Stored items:
//! Nearest-match cursor search.

use crate::distance::{buffer_end, char_distance, wrapped_distance};
use crate::error::{OccurrenceError, Result};
use crate::host::{BufferId, Host, SearchFlags, WindowId};
use crate::occurrence::Occurrence;
use crate::position::{Location, Span};

/// Search direction relative to the cursor.
#[derive(Debug, Clone, Copy, PartialEq, Eq)]
pub enum Direction {
    /// Towards the end of the buffer.
    Forward,
    /// Towards the start of the buffer.
    Backward,
}

/// Parameters of [`Occurrence::match_cursor`].
#[derive(Debug, Clone, Copy, PartialEq, Eq)]
pub struct CursorSearch {
    /// `None` picks the nearer of the forward and backward candidates.
    pub direction: Option<Direction>,
    /// Skip matches that are not marked.
    pub marked: bool,
    /// Let searches and distances wrap around the buffer boundary.
    pub wrap: bool,
}

impl Default for CursorSearch {
    fn default() -> Self {
        Self {
            direction: None,
            marked: false,
            wrap: true,
        }
    }
}

impl CursorSearch {
    /// Nearest match in either direction.
    pub fn nearest(wrap: bool) -> Self {
        Self {
            wrap,
            ..Self::default()
        }
    }

    /// Next match strictly after the cursor.
    pub fn forward(wrap: bool) -> Self {
        Self {
            direction: Some(Direction::Forward),
            wrap,
            ..Self::default()
        }
    }

    /// Previous match strictly before the cursor.
    pub fn backward(wrap: bool) -> Self {
        Self {
            direction: Some(Direction::Backward),
            wrap,
            ..Self::default()
        }
    }

    /// Returns the same search restricted to marked matches.
    pub fn marked(self) -> Self {
        Self {
            marked: true,
            ..self
        }
    }
}

impl Occurrence {
    /// Move the cursor of `window` to the nearest match and return it.
    ///
    /// When nothing qualifies the cursor is left where it was and `Ok(None)` is returned.
    pub fn match_cursor<H: Host + ?Sized>(
        &self,
        host: &mut H,
        window: WindowId,
        search: CursorSearch,
    ) -> Result<Option<Span>> {
        self.ensure_live()?;
        if self.patterns().is_empty() {
            return Err(OccurrenceError::NoPatterns);
        }
        let actual = host.window_buffer(window)?;
        if actual != self.buffer() {
            return Err(OccurrenceError::BufferMismatch {
                window,
                expected: self.buffer(),
                actual,
            });
        }

        let cursor = host.cursor(window)?;
        let found = self.locate(&*host, cursor, search)?;
        match found {
            Some(span) => {
                host.set_cursor(window, span.start())?;
                Ok(Some(span))
            }
            None => {
                log::warn!("no match near {cursor} in buffer {}", self.buffer());
                Ok(None)
            }
        }
    }

    fn locate<H: Host + ?Sized>(
        &self,
        host: &H,
        cursor: Location,
        search: CursorSearch,
    ) -> Result<Option<Span>> {
        let (direction, first) = match search.direction {
            Some(direction) => (
                direction,
                self.step(host, cursor, direction, false, search.wrap)?,
            ),
            None => {
                let ahead = self.step(host, cursor, Direction::Forward, true, search.wrap)?;
                let behind = self.step(host, cursor, Direction::Backward, false, search.wrap)?;
                match (ahead.first().copied(), behind.first().copied()) {
                    (Some(a), Some(b)) if a != b => {
                        if self.prefer_behind(host, cursor, a, b, search.wrap)? {
                            (Direction::Backward, behind)
                        } else {
                            (Direction::Forward, ahead)
                        }
                    }
                    (Some(_), _) => (Direction::Forward, ahead),
                    (None, _) => (Direction::Backward, behind),
                }
            }
        };

        let Some(origin) = first.first().map(Span::start) else {
            return Ok(None);
        };
        if !search.marked {
            return Ok(first.first().copied());
        }

        // Every pattern matching at a start is checked before moving past it.
        let mut tied = first;
        loop {
            for span in &tied {
                if self.marks.contains(host, *span)? {
                    return Ok(Some(*span));
                }
            }
            let from = match tied.first() {
                Some(span) => span.start(),
                None => return Ok(None),
            };
            let next = self.step(host, from, direction, false, search.wrap)?;
            if next.first().is_none_or(|span| span.start() == origin) {
                return Ok(None);
            }
            tied = next;
        }
    }

    /// Containment wins; otherwise the smaller endpoint distance; ties go forward.
    fn prefer_behind<H: Host + ?Sized>(
        &self,
        host: &H,
        cursor: Location,
        ahead: Span,
        behind: Span,
        wrap: bool,
    ) -> Result<bool> {
        if ahead.contains(cursor) {
            return Ok(false);
        }
        if behind.contains(cursor) {
            return Ok(true);
        }
        let to_ahead = endpoint_distance(host, self.buffer(), cursor, ahead, wrap)?;
        let to_behind = endpoint_distance(host, self.buffer(), cursor, behind, wrap)?;
        Ok(to_behind < to_ahead)
    }

    /// One search step across all patterns: the candidates at the smallest gap in `direction`.
    ///
    /// Candidates sharing that start come in pattern order, so the first one is the winner.
    fn step<H: Host + ?Sized>(
        &self,
        host: &H,
        from: Location,
        direction: Direction,
        accept_at_cursor: bool,
        wrap: bool,
    ) -> Result<Vec<Span>> {
        let flags = match direction {
            Direction::Forward => SearchFlags::forward(accept_at_cursor),
            Direction::Backward => SearchFlags::backward(accept_at_cursor),
        }
        .wrapping(wrap);

        let mut best: Option<usize> = None;
        let mut tied = Vec::new();
        for pattern in self.patterns() {
            let Some(found) = host.search(self.buffer(), pattern, from, flags)? else {
                continue;
            };
            let gap = directional_gap(
                host,
                self.buffer(),
                from,
                found.start(),
                direction,
                accept_at_cursor,
            )?;
            match best {
                Some(g) if gap > g => {}
                Some(g) if gap == g => tied.push(found),
                _ => {
                    best = Some(gap);
                    tied.clear();
                    tied.push(found);
                }
            }
        }
        Ok(tied)
    }
}

fn endpoint_distance<H: Host + ?Sized>(
    host: &H,
    buffer: BufferId,
    cursor: Location,
    span: Span,
    wrap: bool,
) -> Result<usize> {
    let to_start = wrapped_distance(host, buffer, cursor, span.start(), wrap)?;
    let to_stop = wrapped_distance(host, buffer, cursor, span.stop(), wrap)?;
    Ok(to_start.min(to_stop))
}

/// Characters travelled from `from` to `to` moving only in `direction`, wrapping if needed.
fn directional_gap<H: Host + ?Sized>(
    host: &H,
    buffer: BufferId,
    from: Location,
    to: Location,
    direction: Direction,
    inclusive: bool,
) -> Result<usize> {
    let direct = match direction {
        Direction::Forward => to > from || (inclusive && to == from),
        Direction::Backward => to < from || (inclusive && to == from),
    };
    if direct {
        return char_distance(host, buffer, from, to);
    }

    let end = buffer_end(host, buffer)?;
    match direction {
        Direction::Forward => Ok(char_distance(host, buffer, from, end)?
            + char_distance(host, buffer, Location::ZERO, to)?),
        Direction::Backward => Ok(char_distance(host, buffer, Location::ZERO, from)?
            + char_distance(host, buffer, to, end)?),
    }
}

_Task objective:_
Copy each line of the data above exactly as it appears.

_Result of this task:_
//! Nearest-match cursor search.

use crate::distance::{buffer_end, char_distance, wrapped_distance};
use crate::error::{OccurrenceError, Result};
use crate::host::{BufferId, Host, SearchFlags, WindowId};
use crate::occurrence::Occurrence;
use crate::position::{Location, Span};

/// Search direction relative to the cursor.
#[derive(Debug, Clone, Copy, PartialEq, Eq)]
pub enum Direction {
    /// Towards the end of the buffer.
    Forward,
    /// Towards the start of the buffer.
    Backward,
}

/// Parameters of [`Occurrence::match_cursor`].
#[derive(Debug, Clone, Copy, PartialEq, Eq)]
pub struct CursorSearch {
    /// `None` picks the nearer of the forward and backward candidates.
    pub direction: Option<Direction>,
    /// Skip matches that are not marked.
    pub marked: bool,
    /// Let searches and distances wrap around the buffer boundary.
    pub wrap: bool,
}

impl Default for CursorSearch {
    fn default() -> Self {
        Self {
            direction: None,
            marked: false,
            wrap: true,
        }
    }
}

impl CursorSearch {
    /// Nearest match in either direction.
    pub fn nearest(wrap: bool) -> Self {
        Self {
            wrap,
            ..Self::default()
        }
    }

    /// Next match strictly after the cursor.
    pub fn forward(wrap: bool) -> Self {
        Self {
            direction: Some(Direction::Forward),
            wrap,
            ..Self::default()
        }
    }

    /// Previous match strictly before the cursor.
    pub fn backward(wrap: bool) -> Self {
        Self {
            direction: Some(Direction::Backward),
            wrap,
            ..Self::default()
        }
    }

    /// Returns the same search restricted to marked matches.
    pub fn marked(self) -> Self {
        Self {
            marked: true,
            ..self
        }
    }
}

impl Occurrence {
    /// Move the cursor of `window` to the nearest match and return it.
    ///
    /// When nothing qualifies the cursor is left where it was and `Ok(None)` is returned.
    pub fn match_cursor<H: Host + ?Sized>(
        &self,
        host: &mut H,
        window: WindowId,
        search: CursorSearch,
    ) -> Result<Option<Span>> {
        self.ensure_live()?;
        if self.patterns().is_empty() {
            return Err(OccurrenceError::NoPatterns);
        }
        let actual = host.window_buffer(window)?;
        if actual != self.buffer() {
            return Err(OccurrenceError::BufferMismatch {
                window,
                expected: self.buffer(),
                actual,
            });
        }

        let cursor = host.cursor(window)?;
        let found = self.locate(&*host, cursor, search)?;
        match found {
            Some(span) => {
                host.set_cursor(window, span.start())?;
                Ok(Some(span))
            }
            None => {
                log::warn!("no match near {cursor} in buffer {}", self.buffer());
                Ok(None)
            }
        }
    }

    fn locate<H: Host + ?Sized>(
        &self,
        host: &H,
        cursor: Location,
        search: CursorSearch,
    ) -> Result<Option<Span>> {
        let (direction, first) = match search.direction {
            Some(direction) => (
                direction,
                self.step(host, cursor, direction, false, search.wrap)?,
            ),
            None => {
                let ahead = self.step(host, cursor, Direction::Forward, true, search.wrap)?;
                let behind = self.step(host, cursor, Direction::Backward, false, search.wrap)?;
                match (ahead.first().copied(), behind.first().copied()) {
                    (Some(a), Some(b)) if a != b => {
                        if self.prefer_behind(host, cursor, a, b, search.wrap)? {
                            (Direction::Backward, behind)
                        } else {
                            (Direction::Forward, ahead)
                        }
                    }
                    (Some(_), _) => (Direction::Forward, ahead),
                    (None, _) => (Direction::Backward, behind),
                }
            }
        };

        let Some(origin) = first.first().map(Span::start) else {
            return Ok(None);
        };
        if !search.marked {
            return Ok(first.first().copied());
        }

        // Every pattern matching at a start is checked before moving past it.
        let mut tied = first;
        loop {
            for span in &tied {
                if self.marks.contains(host, *span)? {
                    return Ok(Some(*span));
                }
            }
            let from = match tied.first() {
                Some(span) => span.start(),
                None => return Ok(None),
            };
            let next = self.step(host, from, direction, false, search.wrap)?;
            if next.first().is_none_or(|span| span.start() == origin) {
                return Ok(None);
            }
            tied = next;
        }
    }

    /// Containment wins; otherwise the smaller endpoint distance; ties go forward.
    fn prefer_behind<H: Host + ?Sized>(
        &self,
        host: &H,
        cursor: Location,
        ahead: Span,
        behind: Span,
        wrap: bool,
    ) -> Result<bool> {
        if ahead.contains(cursor) {
            return Ok(false);
        }
        if behind.contains(cursor) {
            return Ok(true);
        }
        let to_ahead = endpoint_distance(host, self.buffer(), cursor, ahead, wrap)?;
        let to_behind = endpoint_distance(host, self.buffer(), cursor, behind, wrap)?;
        Ok(to_behind < to_ahead)
    }

    /// One search step across all patterns: the candidates at the smallest gap in `direction`.
    ///
    /// Candidates sharing that start come in pattern order, so the first one is the winner.
    fn step<H: Host + ?Sized>(
        &self,
        host: &H,
        from: Location,
        direction: Direction,
        accept_at_cursor: bool,
        wrap: bool,
    ) -> Result<Vec<Span>> {
        let flags = match direction {
            Direction::Forward => SearchFlags::forward(accept_at_cursor),
            Direction::Backward => SearchFlags::backward(accept_at_cursor),
        }
        .wrapping(wrap);

        let mut best: Option<usize> = None;
        let mut tied = Vec::new();
        for pattern in self.patterns() {
            let Some(found) = host.search(self.buffer(), pattern, from, flags)? else {
                continue;
            };
            let gap = directional_gap(
                host,
                self.buffer(),
                from,
                found.start(),
                direction,
                accept_at_cursor,
            )?;
            match best {
                Some(g) if gap > g => {}
                Some(g) if gap == g => tied.push(found),
                _ => {
                    best = Some(gap);
                    tied.clear();
                    tied.push(found);
                }
            }
        }
        Ok(tied)
    }
}

fn endpoint_distance<H: Host + ?Sized>(
    host: &H,
    buffer: BufferId,
    cursor: Location,
    span: Span,
    wrap: bool,
) -> Result<usize> {
    let to_start = wrapped_distance(host, buffer, cursor, span.start(), wrap)?;
    let to_stop = wrapped_distance(host, buffer, cursor, span.stop(), wrap)?;
    Ok(to_start.min(to_stop))
}

/// Characters travelled from `from` to `to` moving only in `direction`, wrapping if needed.
fn directional_gap<H: Host + ?Sized>(
    host: &H,
    buffer: BufferId,
    from: Location,
    to: Location,
    direction: Direction,
    inclusive: bool,
) -> Result<usize> {
    let direct = match direction {
        Direction::Forward => to > from || (inclusive && to == from),
        Direction::Backward => to < from || (inclusive && to == from),
    };
    if direct {
        return char_distance(host, buffer, from, to);
    }

    let end = buffer_end(host, buffer)?;
    match direction {
        Direction::Forward => Ok(char_distance(host, buffer, from, end)?
            + char_distance(host, buffer, Location::ZERO, to)?),
        Direction::Backward => Ok(char_distance(host, buffer, Location::ZERO, from)?
            + char_distance(host, buffer, to, end)?),
    }
}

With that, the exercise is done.